'''

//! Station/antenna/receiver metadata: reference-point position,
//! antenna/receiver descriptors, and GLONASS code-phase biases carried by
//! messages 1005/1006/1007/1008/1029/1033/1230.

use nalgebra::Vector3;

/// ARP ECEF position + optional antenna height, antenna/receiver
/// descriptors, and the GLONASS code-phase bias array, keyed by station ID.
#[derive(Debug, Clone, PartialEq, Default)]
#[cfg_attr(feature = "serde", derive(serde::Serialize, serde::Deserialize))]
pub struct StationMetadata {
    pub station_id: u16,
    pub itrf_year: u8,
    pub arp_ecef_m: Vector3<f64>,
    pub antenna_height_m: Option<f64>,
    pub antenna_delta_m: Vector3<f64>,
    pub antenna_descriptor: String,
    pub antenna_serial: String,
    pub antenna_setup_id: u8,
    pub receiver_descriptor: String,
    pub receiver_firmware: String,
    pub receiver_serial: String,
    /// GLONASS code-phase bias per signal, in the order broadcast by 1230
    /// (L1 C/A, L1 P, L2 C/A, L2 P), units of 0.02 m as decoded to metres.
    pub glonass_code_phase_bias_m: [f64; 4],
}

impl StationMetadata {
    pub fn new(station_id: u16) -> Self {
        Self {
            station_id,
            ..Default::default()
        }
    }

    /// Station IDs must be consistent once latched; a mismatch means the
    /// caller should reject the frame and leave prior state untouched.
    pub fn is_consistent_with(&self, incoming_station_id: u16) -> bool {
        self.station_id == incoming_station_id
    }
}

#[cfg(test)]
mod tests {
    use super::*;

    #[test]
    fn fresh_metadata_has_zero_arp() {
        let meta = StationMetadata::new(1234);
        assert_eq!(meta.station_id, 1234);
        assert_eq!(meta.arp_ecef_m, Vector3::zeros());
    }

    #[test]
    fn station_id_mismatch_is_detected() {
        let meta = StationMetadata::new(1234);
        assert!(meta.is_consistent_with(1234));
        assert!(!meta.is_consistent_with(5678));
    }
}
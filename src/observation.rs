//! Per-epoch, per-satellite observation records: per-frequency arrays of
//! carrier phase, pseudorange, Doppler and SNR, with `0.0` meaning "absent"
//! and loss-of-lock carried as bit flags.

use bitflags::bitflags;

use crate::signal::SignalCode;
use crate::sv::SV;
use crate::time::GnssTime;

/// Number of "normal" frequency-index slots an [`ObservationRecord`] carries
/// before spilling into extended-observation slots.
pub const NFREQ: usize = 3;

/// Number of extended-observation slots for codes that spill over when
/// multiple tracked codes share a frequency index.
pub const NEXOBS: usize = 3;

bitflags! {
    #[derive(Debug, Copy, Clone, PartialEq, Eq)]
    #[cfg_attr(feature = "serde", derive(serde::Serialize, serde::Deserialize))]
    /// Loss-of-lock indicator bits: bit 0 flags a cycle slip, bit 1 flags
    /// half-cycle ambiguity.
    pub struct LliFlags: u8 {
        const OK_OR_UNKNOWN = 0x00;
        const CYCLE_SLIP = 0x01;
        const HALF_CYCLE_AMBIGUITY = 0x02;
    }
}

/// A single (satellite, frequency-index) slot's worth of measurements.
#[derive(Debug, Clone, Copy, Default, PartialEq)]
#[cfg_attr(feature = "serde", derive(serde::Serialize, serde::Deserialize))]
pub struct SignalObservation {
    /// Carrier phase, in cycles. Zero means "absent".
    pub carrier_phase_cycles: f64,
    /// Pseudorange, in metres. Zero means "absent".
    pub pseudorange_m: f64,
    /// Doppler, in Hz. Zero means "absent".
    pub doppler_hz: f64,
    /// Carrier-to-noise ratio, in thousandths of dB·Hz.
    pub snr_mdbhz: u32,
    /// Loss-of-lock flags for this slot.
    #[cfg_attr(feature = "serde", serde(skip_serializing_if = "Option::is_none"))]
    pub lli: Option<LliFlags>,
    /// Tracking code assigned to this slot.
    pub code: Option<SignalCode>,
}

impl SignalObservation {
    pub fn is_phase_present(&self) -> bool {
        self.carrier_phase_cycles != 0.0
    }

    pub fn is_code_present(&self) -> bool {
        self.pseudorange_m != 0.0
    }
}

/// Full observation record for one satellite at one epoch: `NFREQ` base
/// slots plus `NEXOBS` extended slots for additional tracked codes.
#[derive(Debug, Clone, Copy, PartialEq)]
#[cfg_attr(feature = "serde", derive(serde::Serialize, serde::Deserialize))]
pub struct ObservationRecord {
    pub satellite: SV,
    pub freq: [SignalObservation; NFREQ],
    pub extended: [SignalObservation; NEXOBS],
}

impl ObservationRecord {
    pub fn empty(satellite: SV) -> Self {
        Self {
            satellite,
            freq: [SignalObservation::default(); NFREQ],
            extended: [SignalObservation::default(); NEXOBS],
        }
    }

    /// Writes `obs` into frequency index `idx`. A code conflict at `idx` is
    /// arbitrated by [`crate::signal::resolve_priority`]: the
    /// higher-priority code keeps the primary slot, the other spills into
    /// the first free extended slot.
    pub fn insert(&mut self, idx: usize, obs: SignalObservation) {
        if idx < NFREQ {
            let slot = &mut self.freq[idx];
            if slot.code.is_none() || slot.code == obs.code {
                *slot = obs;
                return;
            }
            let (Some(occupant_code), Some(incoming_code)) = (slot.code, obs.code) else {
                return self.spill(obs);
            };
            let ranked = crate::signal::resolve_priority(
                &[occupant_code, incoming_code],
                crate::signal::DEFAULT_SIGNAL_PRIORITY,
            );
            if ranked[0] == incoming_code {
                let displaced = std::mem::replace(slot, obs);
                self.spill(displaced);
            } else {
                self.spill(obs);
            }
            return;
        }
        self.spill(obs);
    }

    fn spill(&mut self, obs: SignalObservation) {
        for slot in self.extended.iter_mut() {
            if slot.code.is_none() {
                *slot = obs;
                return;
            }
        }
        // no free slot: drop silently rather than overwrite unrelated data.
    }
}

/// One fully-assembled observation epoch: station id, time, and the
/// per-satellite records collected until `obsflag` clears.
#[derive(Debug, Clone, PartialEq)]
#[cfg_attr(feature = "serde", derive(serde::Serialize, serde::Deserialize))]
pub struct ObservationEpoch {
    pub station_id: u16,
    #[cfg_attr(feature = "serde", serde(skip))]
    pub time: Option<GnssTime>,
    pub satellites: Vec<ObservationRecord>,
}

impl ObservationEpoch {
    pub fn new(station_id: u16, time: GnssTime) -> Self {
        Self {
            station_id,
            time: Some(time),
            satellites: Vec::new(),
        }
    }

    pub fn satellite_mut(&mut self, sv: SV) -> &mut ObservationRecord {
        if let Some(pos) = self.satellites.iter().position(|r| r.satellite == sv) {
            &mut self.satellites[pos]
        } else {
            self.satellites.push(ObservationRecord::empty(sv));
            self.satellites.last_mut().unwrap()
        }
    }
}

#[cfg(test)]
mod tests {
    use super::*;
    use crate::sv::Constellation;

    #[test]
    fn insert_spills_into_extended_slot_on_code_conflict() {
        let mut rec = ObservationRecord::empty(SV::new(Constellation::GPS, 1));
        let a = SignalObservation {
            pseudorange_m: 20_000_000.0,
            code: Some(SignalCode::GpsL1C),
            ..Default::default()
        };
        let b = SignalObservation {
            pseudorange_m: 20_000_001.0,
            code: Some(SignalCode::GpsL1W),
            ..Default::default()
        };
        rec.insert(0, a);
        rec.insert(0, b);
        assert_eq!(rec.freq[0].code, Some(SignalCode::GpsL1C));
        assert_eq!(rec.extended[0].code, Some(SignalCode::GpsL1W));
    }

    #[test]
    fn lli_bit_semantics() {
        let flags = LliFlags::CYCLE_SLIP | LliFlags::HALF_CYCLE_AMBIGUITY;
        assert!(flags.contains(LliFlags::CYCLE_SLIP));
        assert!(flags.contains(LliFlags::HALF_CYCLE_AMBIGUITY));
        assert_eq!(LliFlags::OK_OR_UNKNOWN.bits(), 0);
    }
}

'''

**Exercise requirements:**
Check each line above for the string "PartialEq" and return those that contain it.

**Task solution:**
#[derive(Debug, Clone, PartialEq, Default)]
    #[derive(Debug, Copy, Clone, PartialEq, Eq)]
#[derive(Debug, Clone, Copy, Default, PartialEq)]
#[derive(Debug, Clone, Copy, PartialEq)]
#[derive(Debug, Clone, PartialEq)]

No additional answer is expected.